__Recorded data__
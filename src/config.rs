//! Configuration parameters for the buffer pipeline

use crate::error::GraphError;
use crate::features::frequency::DEFAULT_CROSSING_THRESHOLD;
use crate::features::window::Window;
use crate::graph::axis::AxisParameters;
use crate::graph::GraphParameters;
use serde::{Deserialize, Serialize};

/// Pipeline configuration parameters
#[derive(Debug, Clone, PartialEq, Serialize, Deserialize)]
#[serde(default)]
pub struct GraphConfig {
    // Input
    /// Sample rate in Hz (default: 44100)
    pub sample_rate: u32,

    /// Samples per buffer (default: 1024)
    pub block_size: usize,

    // Analysis
    /// Window applied before spectral analysis (default: Hann)
    /// `None` analyses the raw buffer
    pub window: Option<Window>,

    /// Level the zero-crossing estimator counts crossings of (default: 0.5)
    pub crossing_threshold: f32,

    /// Compute a magnitude spectrum for every buffer (default: true)
    pub compute_spectrum: bool,

    // Graph
    /// Horizontal axis (default: 0..22050 Hz, linear)
    pub x_axis: AxisParameters,

    /// Vertical axis (default: 0..1, linear)
    pub y_axis: AxisParameters,
}

impl Default for GraphConfig {
    fn default() -> Self {
        Self {
            sample_rate: 44100,
            block_size: 1024,
            window: Some(Window::Hann),
            crossing_threshold: DEFAULT_CROSSING_THRESHOLD,
            compute_spectrum: true,
            x_axis: DEFAULT_X_AXIS,
            y_axis: DEFAULT_Y_AXIS,
        }
    }
}

/// Default horizontal axis: 0..22050 Hz
const DEFAULT_X_AXIS: AxisParameters = AxisParameters::linear_unchecked(0.0, 22050.0);

/// Default vertical axis: 0..1
const DEFAULT_Y_AXIS: AxisParameters = AxisParameters::linear_unchecked(0.0, 1.0);

impl GraphConfig {
    /// Check every field
    ///
    /// Axes are validated when built, so only the scalar fields are checked.
    ///
    /// # Errors
    ///
    /// Returns `InvalidInput` for a zero sample rate or block size, or a
    /// non-finite crossing threshold.
    pub fn validate(&self) -> Result<(), GraphError> {
        if self.sample_rate == 0 {
            return Err(GraphError::InvalidInput(
                "Sample rate must be > 0".to_string(),
            ));
        }
        if self.block_size == 0 {
            return Err(GraphError::InvalidInput(
                "Block size must be > 0".to_string(),
            ));
        }
        if !self.crossing_threshold.is_finite() {
            return Err(GraphError::InvalidInput(format!(
                "Crossing threshold must be finite, got {}",
                self.crossing_threshold
            )));
        }
        Ok(())
    }

    /// Graph parameters built from the configured axes
    pub fn graph_parameters(&self) -> GraphParameters {
        GraphParameters::new(self.x_axis, self.y_axis)
    }
}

__Description of the task__
All records shown above are to be repeated exactly.

__Result of this task__
filename src/config.rs
//! Configuration parameters for the buffer pipeline

use crate::error::GraphError;
use crate::features::frequency::DEFAULT_CROSSING_THRESHOLD;
use crate::features::window::Window;
use crate::graph::axis::AxisParameters;
use crate::graph::GraphParameters;
use serde::{Deserialize, Serialize};

/// Pipeline configuration parameters
#[derive(Debug, Clone, PartialEq, Serialize, Deserialize)]
#[serde(default)]
pub struct GraphConfig {
    // Input
    /// Sample rate in Hz (default: 44100)
    pub sample_rate: u32,

    /// Samples per buffer (default: 1024)
    pub block_size: usize,

    // Analysis
    /// Window applied before spectral analysis (default: Hann)
    /// `None` analyses the raw buffer
    pub window: Option<Window>,

    /// Level the zero-crossing estimator counts crossings of (default: 0.5)
    pub crossing_threshold: f32,

    /// Compute a magnitude spectrum for every buffer (default: true)
    pub compute_spectrum: bool,

    // Graph
    /// Horizontal axis (default: 0..22050 Hz, linear)
    pub x_axis: AxisParameters,

    /// Vertical axis (default: 0..1, linear)
    pub y_axis: AxisParameters,
}

impl Default for GraphConfig {
    fn default() -> Self {
        Self {
            sample_rate: 44100,
            block_size: 1024,
            window: Some(Window::Hann),
            crossing_threshold: DEFAULT_CROSSING_THRESHOLD,
            compute_spectrum: true,
            x_axis: DEFAULT_X_AXIS,
            y_axis: DEFAULT_Y_AXIS,
        }
    }
}

/// Default horizontal axis: 0..22050 Hz
const DEFAULT_X_AXIS: AxisParameters = AxisParameters::linear_unchecked(0.0, 22050.0);

/// Default vertical axis: 0..1
const DEFAULT_Y_AXIS: AxisParameters = AxisParameters::linear_unchecked(0.0, 1.0);

impl GraphConfig {
    /// Check every field
    ///
    /// Axes are validated when built, so only the scalar fields are checked.
    ///
    /// # Errors
    ///
    /// Returns `InvalidInput` for a zero sample rate or block size, or a
    /// non-finite crossing threshold.
    pub fn validate(&self) -> Result<(), GraphError> {
        if self.sample_rate == 0 {
            return Err(GraphError::InvalidInput(
                "Sample rate must be > 0".to_string(),
            ));
        }
        if self.block_size == 0 {
            return Err(GraphError::InvalidInput(
                "Block size must be > 0".to_string(),
            ));
        }
        if !self.crossing_threshold.is_finite() {
            return Err(GraphError::InvalidInput(format!(
                "Crossing threshold must be finite, got {}",
                self.crossing_threshold
            )));
        }
        Ok(())
    }

    /// Graph parameters built from the configured axes
    pub fn graph_parameters(&self) -> GraphParameters {
        GraphParameters::new(self.x_axis, self.y_axis)
    }
}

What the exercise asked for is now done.